At the risk of stating the obvious, the United Nations hasn't been America's friend in recent years.

It has obstructed the war on terrorism. It has honored corrupt dictatorships with seats on its Human Rights Commission. Its budget is riddled with waste and fraud, and the United States pays the lion's share of the tab. And it serves as a platform for anti-American rhetoric -- much of it from governments that receive U.S. foreign aid.


But this situation may be about to get worse. Led by France and Brazil, the United Nations now wants to impose global taxes. At a recent U.N. summit meeting, politicians from more than 100 nations endorsed a $50 billion global tax to finance even more foreign aid. Not surprisingly, the bureaucrats have many different schemes to fleece the world's taxpayers.


One of the most popular ideas is a tax on financial transactions. This would have an especially adverse effect on the United States, which has the world's largest financial system.


Americans probably don't want to pay a tax to the U.N. every time they use their ATM cards, but that would be only the tip of the iceberg. U.N. kleptocrats also are considering a tax on energy use. So if you use your ATM card to get money to fill your car with gas, you might get to pay twice. But don't let this upset you too much, because if you go online to complain to your congressional representative, you could pay another tax -- since taxing Internet usage is another global tax being contemplated by the U.N. crowd.


These ideas are bad enough, but the worst proposal is a scheme endorsed by U.N. Secretary-General Kofi Annan to create an International Tax Organization. This new super-bureaucracy would have vast new powers, including the collection of global taxes. The U.N. report endorsing this proposed bureaucracy even stated that foreign governments should have some ability to tax American workers.


Fortunately, there is some good news. President Bush opposes a new international tax bureaucracy and he has no intention of allowing the U.N. to impose taxes on American citizens. At the recent U.N. summit,
Agriculture Secretary Ann Veneman unambiguously rejected the global tax power-grab, noting that "global taxes are inherently undemocratic." Higher levels of foreign aid aren't the answer, she said: "Economic growth is the long-term solution to hunger and poverty."


Such logic is lost, though, on leaders such as
French President Jacques Chirac -- one of the world's biggest supporters of global taxation.

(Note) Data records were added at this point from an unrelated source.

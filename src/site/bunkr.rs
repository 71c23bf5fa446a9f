//! Bunkr pages: album grids, single-file pages and the `/api/vs` link
//! envelope.

use std::sync::LazyLock;

use regex::Regex;
use scraper::{Html, Selector};
use serde_json::json;

use super::{generated_name, heading_text, ItemRef, ResolveError, ResolvedItem};
use crate::crypto::{self, EncryptionEnvelope};
use crate::http::HttpClient;

pub const BASE_URL: &str = "https://bunkr.sk";
pub const DEFAULT_REFERER: &str = "https://bunkr.sk/";
pub const ENCRYPTION_API_URL: &str = "https://bunkr.cr/api/vs";
pub(crate) const TITLE_MARKER: &str = "| Bunkr";

static DOWNLOAD_BUTTON_RE: LazyLock<Regex> = LazyLock::new(|| {
    Regex::new(r#"<a[^>]*href="([^"]*)"[^>]*class="[^"]*btn-main[^"]*"[^>]*>Download</a>"#)
        .expect("valid download button pattern")
});

static DOWNLOAD_ATTR_RE: LazyLock<Regex> = LazyLock::new(|| {
    Regex::new(r#"<a[^>]*href="([^"]*)"[^>]*download"#).expect("valid download anchor pattern")
});

/// A page with a video or image viewer is a single-file page, not an album.
pub(crate) fn is_direct_item_page(doc: &Html) -> bool {
    let viewer = Selector::parse(r#"span[class*="ic-videos"], div[class*="lightgallery"]"#)
        .expect("valid viewer selector");
    doc.select(&viewer).next().is_some()
}

pub(crate) fn album_name(doc: &Html, direct: bool) -> String {
    let selector = if direct {
        r#"h1[class*="text-[20px]"], h1[class*="truncate"]"#
    } else {
        r#"h1[class*="truncate"]"#
    };
    heading_text(doc, selector).unwrap_or_else(|| {
        generated_name(if direct {
            "bunkr_download"
        } else {
            "bunkr_album"
        })
    })
}

/// Item links from an album grid. Hrefs are kept as found; relative ones are
/// made absolute at resolution time.
pub(crate) fn item_refs(doc: &Html) -> Vec<ItemRef> {
    let anchors = Selector::parse(r#"a[class*="after:absolute"]"#).expect("valid item selector");
    doc.select(&anchors)
        .filter_map(|a| a.value().attr("href"))
        .filter(|href| !href.is_empty())
        .map(ItemRef::new)
        .collect()
}

/// Prefix site-relative links with [`BASE_URL`].
pub fn absolute_url(url: &str) -> String {
    super::absolute_url(BASE_URL, url)
}

/// Everything after the first `/f/`, if any.
pub fn slug_from_url(url: &str) -> Option<&str> {
    url.find("/f/")
        .map(|idx| &url[idx + 3..])
        .filter(|slug| !slug.is_empty())
}

/// Direct link from page markup, for pages the API cannot serve.
pub fn link_from_markup(html: &str) -> Option<String> {
    DOWNLOAD_BUTTON_RE
        .captures(html)
        .or_else(|| DOWNLOAD_ATTR_RE.captures(html))
        .map(|caps| caps[1].to_string())
}

async fn link_from_api(client: &dyn HttpClient, slug: &str) -> Result<String, ResolveError> {
    let body = client
        .post_json(ENCRYPTION_API_URL, &json!({ "slug": slug }))
        .await
        .map_err(|e| ResolveError::fetch(ENCRYPTION_API_URL, e))?;
    let envelope: EncryptionEnvelope =
        serde_json::from_slice(&body).map_err(|e| ResolveError::json(ENCRYPTION_API_URL, e))?;
    Ok(crypto::decrypt(&envelope)?)
}

/// Resolve a Bunkr item page: the encrypted API link first, then the
/// download anchors in the page itself.
pub async fn resolve(
    client: &dyn HttpClient,
    item: &ItemRef,
) -> Result<ResolvedItem, ResolveError> {
    let page_url = absolute_url(&item.raw_url);
    let html = client
        .get_text(&page_url, &[], None)
        .await
        .map_err(|e| ResolveError::fetch(&page_url, e))?;

    let mut api_error = None;
    if let Some(slug) = slug_from_url(&page_url) {
        match link_from_api(client, slug).await {
            Ok(url) if !url.is_empty() => {
                return Ok(ResolvedItem::new(url, None, -1));
            }
            Ok(_) => {}
            Err(e) => {
                tracing::debug!(slug, "Encrypted link unavailable: {}", e);
                api_error = Some(e);
            }
        }
    }

    let html = String::from_utf8_lossy(&html);
    if let Some(url) = link_from_markup(&html) {
        return Ok(ResolvedItem::new(url, None, -1));
    }

    Err(match api_error {
        Some(e @ ResolveError::Decrypt(_)) => e,
        _ => ResolveError::NoDownloadLink(page_url),
    })
}

#[cfg(test)]
mod tests {
    use super::*;
    use crate::http::testing::FakeClient;
    use crate::site::{parse_page, PageLayout};

    const TS: i64 = 1_700_000_000;

    fn envelope_json(url: &str) -> serde_json::Value {
        let envelope = crypto::encrypt(url, TS);
        json!({ "url": envelope.url, "timestamp": TS })
    }

    #[test]
    fn test_absolute_url() {
        assert_eq!(absolute_url("/f/abc"), "https://bunkr.sk/f/abc");
        assert_eq!(absolute_url("f/abc"), "https://bunkr.sk/f/abc");
        assert_eq!(absolute_url("https://bunkr.cr/f/abc"), "https://bunkr.cr/f/abc");
    }

    #[test]
    fn test_slug_from_url() {
        assert_eq!(slug_from_url("https://bunkr.sk/f/AbC-123"), Some("AbC-123"));
        assert_eq!(slug_from_url("https://bunkr.sk/f/a/f/b"), Some("a/f/b"));
        assert_eq!(slug_from_url("https://bunkr.sk/v/abc"), None);
        assert_eq!(slug_from_url("https://bunkr.sk/f/"), None);
    }

    #[test]
    fn test_link_from_markup_prefers_download_button() {
        let html = r#"<a href="https://cdn.test/other.jpg" download>x</a>
            <a href="https://cdn.test/main.jpg" class="btn btn-main">Download</a>"#;
        assert_eq!(
            link_from_markup(html).as_deref(),
            Some("https://cdn.test/main.jpg")
        );
    }

    #[test]
    fn test_link_from_markup_download_attribute() {
        let html = r#"<p><a href="https://cdn.test/file.zip" download="file.zip">Get</a></p>"#;
        assert_eq!(
            link_from_markup(html).as_deref(),
            Some("https://cdn.test/file.zip")
        );
        assert_eq!(link_from_markup("<a href=\"/x\">plain</a>"), None);
    }

    #[test]
    fn test_parse_album_page() {
        let html = br#"<html><head><title>Trip | Bunkr</title></head><body>
            <h1 class="text-2xl truncate">  Trip: Day/Night  </h1>
            <div class="grid">
              <a class="after:absolute after:inset-0" href="/f/one">1</a>
              <a class="after:absolute after:inset-0" href="https://bunkr.cr/f/two">2</a>
              <a class="after:absolute" href="">empty</a>
              <a class="plain" href="/f/ignored">3</a>
            </div></body></html>"#;
        let page = parse_page(html, "https://bunkr.cr/a/trip");
        assert_eq!(page.layout, PageLayout::Bunkr);
        assert!(!page.direct);
        assert_eq!(page.album_name, "Trip- Day-Night");
        let urls: Vec<_> = page.items.iter().map(|i| i.raw_url.as_str()).collect();
        assert_eq!(urls, vec!["/f/one", "https://bunkr.cr/f/two"]);
        assert!(page.items.iter().all(|i| i.declared_size == -1));
    }

    #[test]
    fn test_parse_album_without_heading_gets_generated_name() {
        let html = br#"<html><head><title>x | Bunkr</title></head><body>
            <a class="after:absolute" href="/f/one">1</a></body></html>"#;
        let page = parse_page(html, "https://bunkr.cr/a/x");
        assert!(page.album_name.starts_with("bunkr_album_"));
    }

    #[test]
    fn test_parse_direct_page() {
        let html = br#"<html><head><title>clip.mp4 | Bunkr</title></head><body>
            <span class="ic-videos"></span></body></html>"#;
        let page = parse_page(html, "https://bunkr.cr/f/clip");
        assert!(page.direct);
        assert!(page.album_name.starts_with("bunkr_download_"));
        assert_eq!(page.items, vec![ItemRef::new("https://bunkr.cr/f/clip")]);
    }

    #[tokio::test]
    async fn test_resolve_via_encrypted_api() {
        let client = FakeClient::new()
            .with_page("https://bunkr.sk/f/xyz", "<html>item page</html>")
            .with_post(
                ENCRYPTION_API_URL,
                json!({ "slug": "xyz" }),
                envelope_json("https://media.test/files/Photo 1.JPG"),
            );

        let item = resolve(&client, &ItemRef::new("/f/xyz")).await.unwrap();
        assert_eq!(item.direct_url, "https://media.test/files/Photo 1.JPG");
        assert_eq!(item.file_name, "Photo_1.JPG");
        assert_eq!(item.extension, "JPG");
        assert_eq!(item.declared_size, -1);
        assert_eq!(client.count("POST "), 1);
    }

    #[tokio::test]
    async fn test_resolve_falls_back_to_markup() {
        let page = r#"<html><body>
            <a href="https://cdn.test/fallback.png" class="btn btn-main">Download</a>
            </body></html>"#;
        // No POST scripted: the API answers 404.
        let client = FakeClient::new().with_page("https://bunkr.sk/f/abc", page);

        let item = resolve(&client, &ItemRef::new("https://bunkr.sk/f/abc"))
            .await
            .unwrap();
        assert_eq!(item.direct_url, "https://cdn.test/fallback.png");
        assert_eq!(client.count("POST "), 1);
    }

    #[tokio::test]
    async fn test_resolve_without_slug_skips_api() {
        let page = r#"<a href="https://cdn.test/v.mp4" download>get</a>"#;
        let client = FakeClient::new().with_page("https://bunkr.sk/v/abc", page);
        let item = resolve(&client, &ItemRef::new("/v/abc")).await.unwrap();
        assert_eq!(item.direct_url, "https://cdn.test/v.mp4");
        assert_eq!(client.count("POST "), 0);
    }

    #[tokio::test]
    async fn test_resolve_nothing_found() {
        let client = FakeClient::new().with_page("https://bunkr.sk/f/abc", "<p>gone</p>");
        let err = resolve(&client, &ItemRef::new("/f/abc")).await.unwrap_err();
        assert!(matches!(err, ResolveError::NoDownloadLink(_)));
    }

    #[tokio::test]
    async fn test_resolve_reports_decrypt_failure() {
        let client = FakeClient::new()
            .with_page("https://bunkr.sk/f/abc", "<p>gone</p>")
            .with_post(
                ENCRYPTION_API_URL,
                json!({ "slug": "abc" }),
                json!({ "timestamp": TS }),
            );
        let err = resolve(&client, &ItemRef::new("/f/abc")).await.unwrap_err();
        assert!(matches!(err, ResolveError::Decrypt(_)));
    }

    #[tokio::test]
    async fn test_resolve_page_fetch_failure() {
        let client = FakeClient::new();
        let err = resolve(&client, &ItemRef::new("/f/abc")).await.unwrap_err();
        assert!(matches!(err, ResolveError::Fetch { .. }));
    }
}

But why should America accept awful tax policy just to appease the French? The government of France certainly hasn't earned our friendship.
Chirac even threatened the United States at the U.N. summit: "However strong the Americans may be, you cannot in the long run emerge victorious by opposing an idea that is backed by 100 countries and which will probably be approved by 150, creating a new political situation."


President Bush correctly has ignored these thinly veiled French threats. But the threat from the U.N. cannot be so easily dismissed. The United Nations already has a mini-bureaucracy known as the
"ad hoc Committee of Experts on International Cooperation in Tax Matters." This entity, which the U.N. wants to turn into a commission as a mid-way step toward an International Tax Organization, has published a report exploring ways to help foreign governments tax income earned in America.


These ideas are ludicrous. America is attracting jobs and investment from all over the world because our tax burden is lower. This upsets some foreign governments, who argue that the United States is guilty of "harmful tax competition." These high-tax welfare states have even enlisted another left-wing international bureaucracy, the Paris-based Organization for Economic Cooperation and Development, to persecute low-tax nations.


This is the wrong approach. If high-tax nations are worried that investment funds are fleeing to America, they should lower their punitive taxes on saving and investment. If welfare states are worried that talented entrepreneurs are immigrating to America, they should lower their income-tax rates.

Uncompetitive countries such as France should be allowed to keep their terrible tax systems, of course, but they shouldn't try to drag other nations down to their level. Global taxes and an International Tax Organization are both attempts to undermine America's economic advantage by creating a tax cartel -- an OPEC for politicians, if you will. President Bush is right to reject them.

Daniel J. Mitchell is the McKenna fellow in political economy at  The Heritage Foundation.